In an amusing turn of events... russian bots have been hired to make fake positive metro reviews.

https://www.metacritic.com/game/pc/metro-exodus/user-reviews?dist=positive

A lot of the negative reviews are about game breaking bugs and it being openworld for openworld sake and not story driven like the past 2....Not Epic.


----------



## rtwjunkie (Feb 16, 2019)

Patriot said:


> A lot of the negative reviews are about game breaking bugs and it being openworld for openworld sake and not story driven like the past 2....Not Epic.


I thought it was supposed to have a story, with the goal of finding a new home to the east?


----------



## xenocide (Feb 16, 2019)

Super XP said:


> Why buy a game off the Epic Games Store? No reason nor incentive to buy any game from such a massive lacking platform.
> No wonder people rather buy STEAM Games.
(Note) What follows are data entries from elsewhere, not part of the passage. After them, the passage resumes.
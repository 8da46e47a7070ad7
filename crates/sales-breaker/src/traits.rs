use crate::types::{BreakerMetrics, BreakerState};

/// Object-safe breaker interface (§9: "expose via an interface so tests can
/// inject a fault-injecting breaker"). Kept free of generics so it can be
/// used as `dyn Breaker` — the orchestrator drives the call/record
/// sequence itself via `call_with_breaker` rather than the breaker owning
/// the call.
pub trait Breaker: Send + Sync {
    fn name(&self) -> &str;
    fn state(&self) -> BreakerState;
    fn metrics(&self) -> BreakerMetrics;
    fn allow_call(&self) -> bool;
    fn record_success(&self);
    fn record_failure(&self);
}

impl Breaker for crate::breaker::CircuitBreaker {
    fn name(&self) -> &str {
        self.name()
    }
    fn state(&self) -> BreakerState {
        self.state()
    }
    fn metrics(&self) -> BreakerMetrics {
        self.metrics()
    }
    fn allow_call(&self) -> bool {
        self.allow_call()
    }
    fn record_success(&self) {
        self.record_success()
    }
    fn record_failure(&self) {
        self.record_failure()
    }
}

/// A breaker double that is always `Open` — for injecting "dependency X is
/// down" into a test without driving real failures through the threshold.
pub struct AlwaysOpenBreaker {
    name: String,
}

impl AlwaysOpenBreaker {
    pub fn new(name: impl Into<String>) -> Self {
        Self { name: name.into() }
    }
}

impl Breaker for AlwaysOpenBreaker {
    fn name(&self) -> &str {
        &self.name
    }
    fn state(&self) -> BreakerState {
        BreakerState::Open
    }
    fn metrics(&self) -> BreakerMetrics {
        BreakerMetrics::default()
    }
    fn allow_call(&self) -> bool {
        false
    }
    fn record_success(&self) {}
    fn record_failure(&self) {}
}

/// Outcome of `call_with_breaker` (§4.3: "breaker OPEN with a fallback is a
/// degraded success; without a fallback it surfaces as
/// `UPSTREAM_UNAVAILABLE`").
pub enum BreakerOutcome<T, F> {
    Success(T),
    Fallback(F),
}

/// Run `op` if the breaker permits it, recording the outcome; otherwise
/// (or on failure/timeout) return the fallback produced by `on_fallback`.
///
/// This is a free function rather than a method on `Breaker` so the trait
/// stays object-safe — `op` and `on_fallback` are generic per call site.
pub async fn call_with_breaker<T, F, Op, Fut, Fb>(
    breaker: &dyn Breaker,
    op: Op,
    on_fallback: Fb,
) -> BreakerOutcome<T, F>
where
    Op: FnOnce() -> Fut,
    Fut: std::future::Future<Output = Result<T, ()>>,
    Fb: FnOnce() -> F,
{
    if !breaker.allow_call() {
        return BreakerOutcome::Fallback(on_fallback());
    }
    match op().await {
        Ok(value) => {
            breaker.record_success();
            BreakerOutcome::Success(value)
        }
        Err(()) => {
            breaker.record_failure();
            BreakerOutcome::Fallback(on_fallback())
        }
    }
}

#[cfg(test)]
mod tests {
    use super::*;

    #[tokio::test]
    async fn always_open_breaker_always_falls_back() {
        let breaker = AlwaysOpenBreaker::new("llm");
        let outcome = call_with_breaker(
            &breaker,
            || async { Ok::<_, ()>(42) },
            || "fallback",
        )
        .await;
        assert!(matches!(outcome, BreakerOutcome::Fallback("fallback")));
    }
}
Just look at all the supportive features.
> View attachment 116516



The feature that isn't mentioned there, but is absolutely important and nobody seems to talk about, is Key Generation.  On Steam, Developers can generate key's for their game, and then sell those key's on other sites.  That's where the Humble Store gets their key's, that's where places like GOG and Green Man get their key's.  The most interesting part, is that Valve gets 0% from the keys sold this way--because the sale is technically through another company.  That means not only does Valve have more features for users, it even has means for Developers to sell on other platforms where they don't even take a cut.  Epic Games Store has no similar feature.  That means things like Humble Bundle are just not possible through Epic's store.  How much do you reckon devs make on sales through those third parties?  Because that revenue is about to disappear for them.


----------



## rtwjunkie (Feb 17, 2019)

xenocide said:


> that's where places like GOG and Green Man get their key's.
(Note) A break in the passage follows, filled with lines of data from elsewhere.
use std::collections::{HashMap, HashSet};
use std::sync::{Mutex, RwLock};

use sales_core::types::{ExperimentId, VariantId};

use crate::error::{BanditError, Result};
use crate::stats::{one_sided_two_proportion_p_value, ucb1_score};
use crate::types::{ExperimentDefinition, ExperimentStatus, VariantArm};

/// Everything mutated while holding one experiment's lock — grouped so the
/// read-compute-increment triple in §4.6 stays atomic under a single
/// `Mutex` per experiment, rather than one lock shared across all of them.
struct ArmState {
    arms: HashMap<VariantId, VariantArm>,
    status: ExperimentStatus,
    rewarded_sessions: HashSet<String>,
}

/// Runs UCB1 variant assignment and reward tracking for a fixed set of
/// experiments (§4.6). Experiments are defined at construction time and
/// never added afterward, matching §9's "loaded at startup into an
/// immutable map" resolution.
pub struct Experimenter {
    definitions: HashMap<ExperimentId, ExperimentDefinition>,
    states: HashMap<ExperimentId, Mutex<ArmState>>,
    defaults: HashMap<ExperimentId, RwLock<VariantId>>,
}

impl Experimenter {
    pub fn new(definitions: Vec<ExperimentDefinition>) -> Self {
        let mut states = HashMap::new();
        let mut defaults = HashMap::new();
        let mut defs = HashMap::new();
        for def in definitions {
            let arms = def
                .variants
                .iter()
                .map(|v| (v.clone(), VariantArm::new(v.clone())))
                .collect();
            states.insert(
                def.experiment_id.clone(),
                Mutex::new(ArmState {
                    arms,
                    status: ExperimentStatus::Active,
                    rewarded_sessions: HashSet::new(),
                }),
            );
            defaults.insert(def.experiment_id.clone(), RwLock::new(def.control.clone()));
            defs.insert(def.experiment_id.clone(), def);
        }
        Self { definitions: defs, states, defaults }
    }

    /// Pick a variant via UCB1 and record the impression. Callers are
    /// expected to have already checked `ConversationState.experiments_assigned`
    /// for an existing assignment (B1) — this call always produces a fresh
    /// impression, it does not itself dedupe by session.
    pub fn assign_variant(&self, experiment_id: &ExperimentId) -> Result<VariantId> {
        let lock = self
            .states
            .get(experiment_id)
            .ok_or_else(|| BanditError::UnknownExperiment(experiment_id.clone()))?;
        let mut state = lock.lock().expect("arm state poisoned");

        // Completed experiments hand out the promoted default directly —
        // no more exploration once a winner is declared.
        if state.status == ExperimentStatus::Completed {
            let default = self.defaults[experiment_id].read().expect("default lock poisoned");
            let winner = default.clone();
            if let Some(arm) = state.arms.get_mut(&winner) {
                arm.impressions += 1;
            }
            return Ok(winner);
        }

        let total_impressions: u64 = state.arms.values().map(|a| a.impressions).sum();
        let mut ranked: Vec<(VariantId, f64)> = state
            .arms
            .values()
            .map(|arm| {
                (arm.variant_id.clone(), ucb1_score(arm.mean_reward(), arm.impressions, total_impressions))
            })
            .collect();
        ranked.sort_by(|a, b| b.1.partial_cmp(&a.1).unwrap().then(a.0.cmp(&b.0)));
        let winner = ranked[0].0.clone();
        state.arms.get_mut(&winner).unwrap().impressions += 1;
        Ok(winner)
    }

    /// Record a reward, dropping duplicates for the same session (B2).
    /// Returns `true` if this call recorded a new reward.
    pub fn record_reward(
        &self,
        session_id: &str,
        experiment_id: &ExperimentId,
        variant_id: &VariantId,
        reward: f64,
    ) -> Result<bool> {
        let lock = self
            .states
            .get(experiment_id)
            .ok_or_else(|| BanditError::UnknownExperiment(experiment_id.clone()))?;
        let mut state = lock.lock().expect("arm state poisoned");
        if !state.rewarded_sessions.insert(session_id.to_string()) {
            return Ok(false);
        }
        let arm = state.arms.get_mut(variant_id).ok_or_else(|| BanditError::UnknownVariant {
            experiment_id: experiment_id.clone(),
            variant_id: variant_id.clone(),
        })?;
        arm.reward_sum += reward;
        Ok(true)
    }

    /// Evaluate B3: promote a winning variant to COMPLETED/default once
    /// enough samples exist and it beats control at `confidence_level`.
    /// Call after every `record_reward`.
    pub fn maybe_auto_deploy(&self, experiment_id: &ExperimentId) -> Result<Option<VariantId>> {
        let def = self
            .definitions
            .get(experiment_id)
            .ok_or_else(|| BanditError::UnknownExperiment(experiment_id.clone()))?;
        let lock = &self.states[experiment_id];
        let mut state = lock.lock().expect("arm state poisoned");
        if state.status == ExperimentStatus::Completed {
            return Ok(None);
        }

        let total: u64 = state.arms.values().map(|a| a.impressions).sum();
        if total < def.min_sample_size {
            return Ok(None);
        }

        let control = state.arms.get(&def.control).cloned();
        let Some(control) = control else { return Ok(None) };
        let alpha = 1.0 - def.confidence_level;

        let mut winner: Option<(VariantId, f64)> = None;
        for variant_id in &def.variants {
            if *variant_id == def.control {
                continue;
            }
            let Some(candidate) = state.arms.get(variant_id) else { continue };
            let Some(p_value) = one_sided_two_proportion_p_value(
                candidate.reward_sum,
                candidate.impressions,
                control.reward_sum,
                control.impressions,
            ) else {
                continue;
            };
            if p_value < alpha && candidate.mean_reward() > control.mean_reward() {
                let better = winner
                    .as_ref()
                    .map(|(_, best_mean)| candidate.mean_reward() > *best_mean)
                    .unwrap_or(true);
                if better {
                    winner = Some((candidate.variant_id.clone(), candidate.mean_reward()));
                }
            }
        }

        if let Some((variant_id, _)) = winner.clone() {
            state.status = ExperimentStatus::Completed;
            *self.defaults[experiment_id].write().expect("default lock poisoned") = variant_id.clone();
        }

        Ok(winner.map(|(v, _)| v))
    }

    pub fn status(&self, experiment_id: &ExperimentId) -> Result<ExperimentStatus> {
        let lock = self
            .states
            .get(experiment_id)
            .ok_or_else(|| BanditError::UnknownExperiment(experiment_id.clone()))?;
        Ok(lock.lock().expect("arm state poisoned").status)
    }
}

#[cfg(test)]
mod tests {
    use super::*;

    fn experimenter() -> (Experimenter, ExperimentId) {
        let experiment_id: ExperimentId = "greeting".into();
        let def = ExperimentDefinition {
            experiment_id: experiment_id.clone(),
            control: "A".into(),
            variants: vec!["A".into(), "B".into()],
            min_sample_size: 20,
            confidence_level: 0.95,
        };
        (Experimenter::new(vec![def]), experiment_id)
    }

    #[test]
    fn unseen_arms_are_explored_before_exploitation() {
        let (exp, id) = experimenter();
        let first = exp.assign_variant(&id).unwrap();
        let second = exp.assign_variant(&id).unwrap();
        let mut seen = vec![first, second];
        seen.sort();
        assert_eq!(seen, vec![VariantId::from("A"), VariantId::from("B")]);
    }

    #[test]
    fn reward_is_recorded_once_per_session() {
        let (exp, id) = experimenter();
        let variant: VariantId = "A".into();
        assert!(exp.record_reward("s1", &id, &variant, 1.0).unwrap());
        assert!(!exp.record_reward("s1", &id, &variant, 1.0).unwrap());
    }

    #[test]
    fn auto_deploy_promotes_clear_winner() {
        let (exp, id) = experimenter();
        for _ in 0..100 {
            exp.assign_variant(&id).unwrap();
        }
        for i in 0..40 {
            exp.record_reward(&format!("a{i}"), &id, &"A".into(), if i < 5 { 1.0 } else { 0.0 })
                .unwrap();
        }
        for i in 0..40 {
            exp.record_reward(&format!("b{i}"), &id, &"B".into(), if i < 30 { 1.0 } else { 0.0 })
                .unwrap();
        }
        let winner = exp.maybe_auto_deploy(&id).unwrap();
        assert_eq!(winner, Some(VariantId::from("B")));
        assert_eq!(exp.status(&id).unwrap(), ExperimentStatus::Completed);
    }
}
Um, when did GOG become a reseller?  As far as I know, all games for GOG are specific to the platform.

Developers actually have to do a little work to make games for GOG, which is why even new titles usually take a little while.  I have also never seen GOG sell keys for another site.


.


----------



## Crackong (Feb 17, 2019)

(Copied from my own comment in another topic)

The problem isn't "Exclusive" or "Steam monopoly".
It is their extremely poor execution of pulling off the steam page without sufficient time for customers (and potential customers) to buy (or you could call it "pre-order") the game on steam.
People don't like being forced to use something they are not familiar with.

Those wanna argue "It is just another launcher, no big deal".
Remember, "On steam" is considered as a part of the product and a part of advertisement.
Imagine what would happened if Metro Exodus only available via physical DVDs.
Customers (and potential customers) received all those advertisement from day one had to put "On steam" in mind while making their buying decision.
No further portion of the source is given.